TET proteins are capable of oxidizing 5mC to 5hmC and other derivatives and are considered to play a role in both active and passive loss of DNA methylation (33). To examine whether changes in TET expression levels could account for the global hypomethylation observed in Drosha-deficient ES cells, we examined the expression levels of both TET1 and TET2, the two predominant Tet enzymes expressed in ES cells by western blot (Figure 4G). This revealed that while TET1 levels are comparable between wild-type and Drosha-deficient cells, TET2 levels are actually reduced.
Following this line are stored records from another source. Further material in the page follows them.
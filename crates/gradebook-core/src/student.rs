//! Student records and the null-substitution rules applied when reading them.
//!
//! Every attribute except the id is nullable in storage. The listing and
//! prediction paths treat `NULL`, `0` and the empty string alike as missing
//! and substitute the defaults below, so a stored `g3 = 0` is listed and
//! trained on as `10`. The spreadsheet export applies its own defaults (see
//! `gradebook-api::export`).

use serde::{Deserialize, Serialize};

use crate::study::{DEFAULT_STUDY_LABEL, StudyTime};

pub const DEFAULT_CODE: &str = "-";
pub const DEFAULT_AGE: i64 = 16;
pub const DEFAULT_COUNT: i64 = 0;
pub const DEFAULT_GRADE: i64 = 10;

/// Number of model features per student.
pub const FEATURE_COUNT: usize = 6;

/// Model input in column order `age, study, g1, g2, failures, absences`.
pub type Features = [f64; FEATURE_COUNT];

/// A stored student row, exactly as the store returns it.
#[derive(Debug, Clone, PartialEq, Eq, Serialize, Deserialize)]
pub struct Student {
  pub id:       i64,
  pub school:   Option<String>,
  pub gender:   Option<String>,
  pub age:      Option<i64>,
  pub study:    Option<String>,
  pub failures: Option<i64>,
  pub absences: Option<i64>,
  pub g1:       Option<i64>,
  pub g2:       Option<i64>,
  pub g3:       Option<i64>,
}

/// A student row that has not been stored yet.
#[derive(Debug, Clone, Default, PartialEq, Eq, Serialize, Deserialize)]
pub struct NewStudent {
  pub school:   Option<String>,
  pub gender:   Option<String>,
  pub age:      Option<i64>,
  pub study:    Option<String>,
  pub failures: Option<i64>,
  pub absences: Option<i64>,
  pub g1:       Option<i64>,
  pub g2:       Option<i64>,
  pub g3:       Option<i64>,
}

/// The flat, fully-defaulted shape served by `GET /api/students`.
#[derive(Debug, Clone, PartialEq, Eq, Serialize, Deserialize)]
pub struct StudentListing {
  pub id:       i64,
  pub school:   String,
  pub gender:   String,
  pub age:      i64,
  pub study:    String,
  pub failures: i64,
  pub absences: i64,
  pub g1:       i64,
  pub g2:       i64,
  pub g3:       i64,
}

impl Student {
  pub fn from_new(id: i64, new: NewStudent) -> Self {
    Self {
      id,
      school: new.school,
      gender: new.gender,
      age: new.age,
      study: new.study,
      failures: new.failures,
      absences: new.absences,
      g1: new.g1,
      g2: new.g2,
      g3: new.g3,
    }
  }

  pub fn listing(&self) -> StudentListing {
    StudentListing {
      id:       self.id,
      school:   text_or(&self.school, DEFAULT_CODE).to_owned(),
      gender:   text_or(&self.gender, DEFAULT_CODE).to_owned(),
      age:      number_or(self.age, DEFAULT_AGE),
      study:    self.study_label().to_owned(),
      failures: number_or(self.failures, DEFAULT_COUNT),
      absences: number_or(self.absences, DEFAULT_COUNT),
      g1:       number_or(self.g1, DEFAULT_GRADE),
      g2:       number_or(self.g2, DEFAULT_GRADE),
      g3:       number_or(self.g3, DEFAULT_GRADE),
    }
  }

  pub fn study_label(&self) -> &str { text_or(&self.study, DEFAULT_STUDY_LABEL) }

  /// Model features, defaulted the same way as the listing.
  pub fn features(&self) -> Features {
    let listing = self.listing();
    [
      listing.age as f64,
      f64::from(StudyTime::from_label(&listing.study).code()),
      listing.g1 as f64,
      listing.g2 as f64,
      listing.failures as f64,
      listing.absences as f64,
    ]
  }

  /// Regression target (`g3`).
  pub fn target(&self) -> f64 { number_or(self.g3, DEFAULT_GRADE) as f64 }
}

fn number_or(value: Option<i64>, default: i64) -> i64 {
  value.filter(|&v| v != 0).unwrap_or(default)
}

fn text_or<'a>(value: &'a Option<String>, default: &'a str) -> &'a str {
  value.as_deref().filter(|v| !v.is_empty()).unwrap_or(default)
}

#[cfg(test)]
mod tests {
  use super::*;

  fn empty(id: i64) -> Student { Student::from_new(id, NewStudent::default()) }

  #[test]
  fn listing_defaults_nulls() {
    let listing = empty(7).listing();
    assert_eq!(listing, StudentListing {
      id:       7,
      school:   "-".into(),
      gender:   "-".into(),
      age:      16,
      study:    "2-5h".into(),
      failures: 0,
      absences: 0,
      g1:       10,
      g2:       10,
      g3:       10,
    });
  }

  #[test]
  fn listing_treats_zero_and_empty_as_missing() {
    let student = Student::from_new(1, NewStudent {
      school: Some(String::new()),
      study: Some(String::new()),
      age: Some(0),
      g1: Some(0),
      g3: Some(0),
      ..NewStudent::default()
    });
    let listing = student.listing();
    assert_eq!(listing.school, "-");
    assert_eq!(listing.study, "2-5h");
    assert_eq!(listing.age, 16);
    assert_eq!(listing.g1, 10);
    assert_eq!(listing.g3, 10);
  }

  #[test]
  fn zero_grades_train_as_defaults() {
    let student = Student::from_new(1, NewStudent {
      age: Some(0),
      g2: Some(0),
      g3: Some(0),
      ..NewStudent::default()
    });
    assert_eq!(student.features(), [16.0, 2.0, 10.0, 10.0, 0.0, 0.0]);
    assert_eq!(student.target(), 10.0);
  }

  #[test]
  fn features_use_listing_defaults() {
    assert_eq!(empty(1).features(), [16.0, 2.0, 10.0, 10.0, 0.0, 0.0]);
    assert_eq!(empty(1).target(), 10.0);
  }

  #[test]
  fn features_encode_study_time() {
    let student = Student::from_new(1, NewStudent {
      age: Some(18),
      study: Some("5-10h".into()),
      g1: Some(12),
      g2: Some(14),
      failures: Some(1),
      absences: Some(4),
      g3: Some(15),
      ..NewStudent::default()
    });
    assert_eq!(student.features(), [18.0, 3.0, 12.0, 14.0, 1.0, 4.0]);
    assert_eq!(student.target(), 15.0);
  }

  #[test]
  fn listing_serializes_in_column_order() {
    let json = serde_json::to_string(&empty(3).listing()).unwrap();
    assert!(
      json.starts_with(r#"{"id":3,"school":"-","gender":"-","age":16,"study":"2-5h""#),
      "json: {json}"
    );
  }
}
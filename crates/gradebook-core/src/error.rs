//! Error types for `gradebook-core`.

use thiserror::Error;

#[derive(Debug, Error)]
pub enum Error {
  #[error("cannot fit a model to an empty training set")]
  EmptyTrainingSet,

  #[error("feature rows ({rows}) and targets ({targets}) differ in length")]
  LengthMismatch { rows: usize, targets: usize },
}

pub type Result<T, E = Error> = std::result::Result<T, E>;
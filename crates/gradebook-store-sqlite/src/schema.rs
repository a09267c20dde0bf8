//! SQL schema for the gradebook SQLite store.

/// Table DDL; idempotent thanks to `CREATE TABLE IF NOT EXISTS`.
///
/// Every attribute column is nullable. Readers substitute defaults for
/// `NULL` (see `gradebook_core::student`).
pub const SCHEMA: &str = "
PRAGMA journal_mode = WAL;

CREATE TABLE IF NOT EXISTS students (
    id        INTEGER PRIMARY KEY,
    school    TEXT,              -- short school code, e.g. 'GP'
    gender    TEXT,              -- 'M' | 'F'
    age       INTEGER,
    study     TEXT,              -- study-time bucket, e.g. '2-5h'
    failures  INTEGER,
    absences  INTEGER,
    g1        INTEGER,
    g2        INTEGER,
    g3        INTEGER
);
";
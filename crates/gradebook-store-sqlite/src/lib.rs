//! SQLite backend for the gradebook student store.
//!
//! Wraps [`tokio_rusqlite`] so all database access runs on a dedicated thread
//! without blocking the async runtime.

mod schema;
mod store;

pub mod error;

pub use error::{Error, Result};
pub use store::SqliteStore;
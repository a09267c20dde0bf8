//! [`SqliteStore`] — the SQLite implementation of [`StudentStore`].

use std::path::Path;

use gradebook_core::{
  store::StudentStore,
  student::{NewStudent, Student},
};

use crate::{Error, Result, schema::SCHEMA};

const SELECT_STUDENTS: &str = "
SELECT id, school, gender, age, study, failures, absences, g1, g2, g3
  FROM students
 ORDER BY id";

// ─── Store ───────────────────────────────────────────────────────────────────

/// A student store backed by a single SQLite file.
///
/// Cloning is cheap — the inner connection is reference-counted.
#[derive(Clone)]
pub struct SqliteStore {
  conn: tokio_rusqlite::Connection,
}

impl SqliteStore {
  /// Open (or create) a store at `path` and run schema initialisation.
  pub async fn open(path: impl AsRef<Path>) -> Result<Self> {
    let conn = tokio_rusqlite::Connection::open(path).await?;
    let store = Self { conn };
    store.init_schema().await?;
    Ok(store)
  }

  /// Open an in-memory store — useful for testing.
  pub async fn open_in_memory() -> Result<Self> {
    let conn = tokio_rusqlite::Connection::open_in_memory().await?;
    let store = Self { conn };
    store.init_schema().await?;
    Ok(store)
  }

  async fn init_schema(&self) -> Result<()> {
    self
      .conn
      .call(|conn| {
        conn.execute_batch(SCHEMA)?;
        Ok(())
      })
      .await?;
    Ok(())
  }
}

fn student_from_row(row: &rusqlite::Row<'_>) -> rusqlite::Result<Student> {
  Ok(Student {
    id:       row.get(0)?,
    school:   row.get(1)?,
    gender:   row.get(2)?,
    age:      row.get(3)?,
    study:    row.get(4)?,
    failures: row.get(5)?,
    absences: row.get(6)?,
    g1:       row.get(7)?,
    g2:       row.get(8)?,
    g3:       row.get(9)?,
  })
}

// ─── StudentStore impl ───────────────────────────────────────────────────────

impl StudentStore for SqliteStore {
  type Error = Error;

  async fn list_students(&self) -> Result<Vec<Student>> {
    let students = self
      .conn
      .call(|conn| {
        let mut stmt = conn.prepare(SELECT_STUDENTS)?;
        let rows = stmt
          .query_map([], student_from_row)?
          .collect::<rusqlite::Result<Vec<_>>>()?;
        Ok(rows)
      })
      .await?;

    tracing::debug!(count = students.len(), "loaded students");
    Ok(students)
  }

  async fn count_students(&self) -> Result<u64> {
    let count: i64 = self
      .conn
      .call(|conn| {
        Ok(conn.query_row("SELECT COUNT(*) FROM students", [], |r| r.get(0))?)
      })
      .await?;
    u64::try_from(count).map_err(|_| Error::InvalidCount(count))
  }

  async fn insert_student(&self, student: NewStudent) -> Result<Student> {
    let row = student.clone();
    let id = self
      .conn
      .call(move |conn| {
        conn.execute(
          "INSERT INTO students (
             school, gender, age, study, failures, absences, g1, g2, g3
           ) VALUES (?1, ?2, ?3, ?4, ?5, ?6, ?7, ?8, ?9)",
          rusqlite::params![
            row.school,
            row.gender,
            row.age,
            row.study,
            row.failures,
            row.absences,
            row.g1,
            row.g2,
            row.g3,
          ],
        )?;
        Ok(conn.last_insert_rowid())
      })
      .await?;

    Ok(Student::from_new(id, student))
  }
}
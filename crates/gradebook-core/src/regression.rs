//! Ordinary least squares with an intercept over [`Features`] rows.
//!
//! Features and target are centred, the normal matrix `XcᵀXc` is
//! diagonalised with cyclic Jacobi rotations, and the coefficients are taken
//! from its pseudo-inverse. Directions whose eigenvalue is negligible are
//! dropped, so rank-deficient training sets (a constant column, duplicated
//! features, fewer rows than features) yield the minimum-norm solution
//! instead of an error.

use crate::{
  Error, Result,
  student::{FEATURE_COUNT, Features},
};

const N: usize = FEATURE_COUNT;

type Matrix = [[f64; N]; N];

const MAX_SWEEPS: usize = 64;

/// Eigenvalues below `RANK_TOLERANCE * largest` are treated as zero.
const RANK_TOLERANCE: f64 = 1e-10;

/// A fitted linear model `y = intercept + coefficients · x`.
#[derive(Debug, Clone, PartialEq)]
pub struct LinearModel {
  pub intercept:    f64,
  pub coefficients: Features,
}

impl LinearModel {
  pub fn fit(x: &[Features], y: &[f64]) -> Result<Self> {
    if x.len() != y.len() {
      return Err(Error::LengthMismatch { rows: x.len(), targets: y.len() });
    }
    if x.is_empty() {
      return Err(Error::EmptyTrainingSet);
    }

    let n = x.len() as f64;
    // Sum before dividing so a constant column centres to exactly zero.
    let mut x_mean = [0.0; N];
    for row in x {
      for (m, v) in x_mean.iter_mut().zip(row) {
        *m += v;
      }
    }
    for m in &mut x_mean {
      *m /= n;
    }
    let y_mean = y.iter().sum::<f64>() / n;

    // XcᵀXc and Xcᵀyc over the centred data.
    let mut gram: Matrix = [[0.0; N]; N];
    let mut moment = [0.0; N];
    for (row, target) in x.iter().zip(y) {
      let centred: Features = std::array::from_fn(|j| row[j] - x_mean[j]);
      let yc = target - y_mean;
      for i in 0..N {
        moment[i] += centred[i] * yc;
        for j in 0..N {
          gram[i][j] += centred[i] * centred[j];
        }
      }
    }

    let (eigenvalues, eigenvectors) = symmetric_eigen(gram);
    let largest = eigenvalues.iter().cloned().fold(0.0_f64, f64::max);
    let cutoff = largest * RANK_TOLERANCE;

    // β = V · diag(1/λ) · Vᵀ · Xcᵀyc, skipping null directions.
    let mut coefficients = [0.0; N];
    for k in 0..N {
      let lambda = eigenvalues[k];
      if lambda <= cutoff || lambda <= 0.0 {
        continue;
      }
      let projection: f64 =
        (0..N).map(|i| eigenvectors[i][k] * moment[i]).sum::<f64>() / lambda;
      for (i, c) in coefficients.iter_mut().enumerate() {
        *c += eigenvectors[i][k] * projection;
      }
    }

    let intercept = y_mean
      - coefficients
        .iter()
        .zip(&x_mean)
        .map(|(c, m)| c * m)
        .sum::<f64>();

    Ok(Self { intercept, coefficients })
  }

  pub fn predict(&self, features: &Features) -> f64 {
    self.intercept
      + self
        .coefficients
        .iter()
        .zip(features)
        .map(|(c, v)| c * v)
        .sum::<f64>()
  }
}

/// Eigen-decomposition of a symmetric matrix by cyclic Jacobi rotations.
///
/// Returns the eigenvalues and a matrix whose columns are the matching
/// eigenvectors.
fn symmetric_eigen(mut a: Matrix) -> ([f64; N], Matrix) {
  let mut v: Matrix = [[0.0; N]; N];
  for (i, row) in v.iter_mut().enumerate() {
    row[i] = 1.0;
  }

  let scale: f64 = a.iter().flatten().map(|x| x * x).sum();

  for _ in 0..MAX_SWEEPS {
    let off: f64 = (0..N)
      .flat_map(|p| ((p + 1)..N).map(move |q| (p, q)))
      .map(|(p, q)| a[p][q] * a[p][q])
      .sum();
    if off <= scale * f64::EPSILON * f64::EPSILON {
      break;
    }

    for p in 0..N {
      for q in (p + 1)..N {
        if a[p][q] == 0.0 {
          continue;
        }
        let theta = (a[q][q] - a[p][p]) / (2.0 * a[p][q]);
        let t = theta.signum() / (theta.abs() + (theta * theta + 1.0).sqrt());
        let c = 1.0 / (t * t + 1.0).sqrt();
        let s = t * c;

        for k in 0..N {
          let (akp, akq) = (a[k][p], a[k][q]);
          a[k][p] = c * akp - s * akq;
          a[k][q] = s * akp + c * akq;
        }
        for k in 0..N {
          let (apk, aqk) = (a[p][k], a[q][k]);
          a[p][k] = c * apk - s * aqk;
          a[q][k] = s * apk + c * aqk;
        }
        for row in v.iter_mut() {
          let (vkp, vkq) = (row[p], row[q]);
          row[p] = c * vkp - s * vkq;
          row[q] = s * vkp + c * vkq;
        }
      }
    }
  }

  (std::array::from_fn(|i| a[i][i]), v)
}

#[cfg(test)]
mod tests {
  use super::*;

  fn assert_close(actual: f64, expected: f64) {
    assert!(
      (actual - expected).abs() < 1e-6,
      "expected {expected}, got {actual}"
    );
  }

  /// `g3 = g2 - failures + study`, with every feature varied on its own row.
  fn exact_training_set() -> (Vec<Features>, Vec<f64>) {
    let rows: Vec<Features> = vec![
      [16.0, 2.0, 10.0, 10.0, 0.0, 0.0],
      [18.0, 2.0, 10.0, 10.0, 0.0, 0.0],
      [16.0, 3.0, 10.0, 10.0, 0.0, 0.0],
      [16.0, 2.0, 14.0, 10.0, 0.0, 0.0],
      [16.0, 2.0, 10.0, 15.0, 0.0, 0.0],
      [16.0, 2.0, 10.0, 10.0, 2.0, 0.0],
      [16.0, 2.0, 10.0, 10.0, 0.0, 6.0],
      [17.0, 1.0, 8.0, 12.0, 1.0, 3.0],
      [19.0, 3.0, 15.0, 16.0, 3.0, 10.0],
    ];
    let targets = rows.iter().map(|r| r[3] - r[4] + r[1]).collect();
    (rows, targets)
  }

  #[test]
  fn recovers_exact_linear_relation() {
    let (x, y) = exact_training_set();
    let model = LinearModel::fit(&x, &y).unwrap();

    assert_close(model.intercept, 0.0);
    let expected = [0.0, 1.0, 0.0, 1.0, -1.0, 0.0];
    for (actual, expected) in model.coefficients.iter().zip(expected) {
      assert_close(*actual, expected);
    }
    assert_close(model.predict(&[20.0, 1.0, 5.0, 18.0, 2.0, 30.0]), 17.0);
  }

  #[test]
  fn recovers_intercept_and_weights() {
    let x: Vec<Features> = (0..12)
      .map(|i| {
        let i = f64::from(i);
        [15.0 + i % 4.0, 1.0 + i % 3.0, i, (i * 3.0) % 7.0, (i * 7.0) % 5.0, (i * i) % 11.0]
      })
      .collect();
    let weights = [0.5, -1.0, 0.25, 0.75, -2.0, 0.1];
    let y: Vec<f64> = x
      .iter()
      .map(|r| 3.0 + r.iter().zip(&weights).map(|(a, b)| a * b).sum::<f64>())
      .collect();

    let model = LinearModel::fit(&x, &y).unwrap();
    for (row, target) in x.iter().zip(&y) {
      assert_close(model.predict(row), *target);
    }
  }

  #[test]
  fn constant_columns_do_not_break_the_fit() {
    // Only g1 varies; everything else is constant.
    let x: Vec<Features> = (0..8)
      .map(|i| [16.0, 2.0, f64::from(i), 10.0, 0.0, 0.0])
      .collect();
    let y: Vec<f64> = (0..8).map(|i| 2.0 * f64::from(i) + 1.0).collect();

    let model = LinearModel::fit(&x, &y).unwrap();
    assert_close(model.coefficients[2], 2.0);
    for (j, c) in model.coefficients.iter().enumerate() {
      if j != 2 {
        assert_close(*c, 0.0);
      }
    }
    assert_close(model.predict(&[16.0, 2.0, 12.0, 10.0, 0.0, 0.0]), 25.0);
  }

  #[test]
  fn identical_rows_predict_the_mean() {
    let x = vec![[16.0, 2.0, 10.0, 10.0, 0.0, 0.0]; 6];
    let y = vec![8.0, 10.0, 12.0, 9.0, 11.0, 10.0];
    let model = LinearModel::fit(&x, &y).unwrap();
    assert_close(model.predict(&[30.0, 3.0, 0.0, 0.0, 5.0, 5.0]), 10.0);
  }

  #[test]
  fn empty_training_set_is_rejected() {
    assert!(matches!(
      LinearModel::fit(&[], &[]),
      Err(Error::EmptyTrainingSet)
    ));
  }

  #[test]
  fn mismatched_lengths_are_rejected() {
    let x = vec![[0.0; N]; 3];
    assert!(matches!(
      LinearModel::fit(&x, &[1.0, 2.0]),
      Err(Error::LengthMismatch { rows: 3, targets: 2 })
    ));
  }

  #[test]
  fn jacobi_diagonalises_a_known_matrix() {
    let mut a: Matrix = [[0.0; N]; N];
    a[0][0] = 2.0;
    a[0][1] = 1.0;
    a[1][0] = 1.0;
    a[1][1] = 2.0;
    a[5][5] = 4.0;
    let (values, _) = symmetric_eigen(a);
    let mut sorted = values.to_vec();
    sorted.sort_by(|a, b| a.partial_cmp(b).unwrap());
    let expected = [0.0, 0.0, 0.0, 1.0, 3.0, 4.0];
    for (actual, expected) in sorted.iter().zip(expected) {
      assert_close(*actual, expected);
    }
  }
}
Following methyl extraction by DNMT1, the methyl-donor S-adenosylmethionine (SAM) (used in the methylation of all biological substrates) is converted into S-adenosylhomocysteine (SAH), which has previously been shown to inhibit DNMT activity. To determine whether disturbances in the ratio of SAM and SAH might contribute to the hypomethylation observed, we firstly analysed our RNA-seq data to determine if there were any reductions in the expression of enzymes involved in SAM metabolism (Supplemental Figure S13A). This revealed that while expression of cystathionine-beta-synthase (Cbs) was reduced in Drosha-deficient cells, expression of the other key components involved in SAM metabolism was actually elevated. Furthermore, analysis of the ratio of SAM compared to SAH in cell extracts from Drosha-deficient cells by enzyme-linked immunosorbent assay (ELISA) revealed no significant difference (Supplementary Figure S13B, P-value > 0.9999, Mann–Whitney test). These data indicate that defects in SAM–SAH metabolism are unlikely to be responsible for the hypomethylation observed.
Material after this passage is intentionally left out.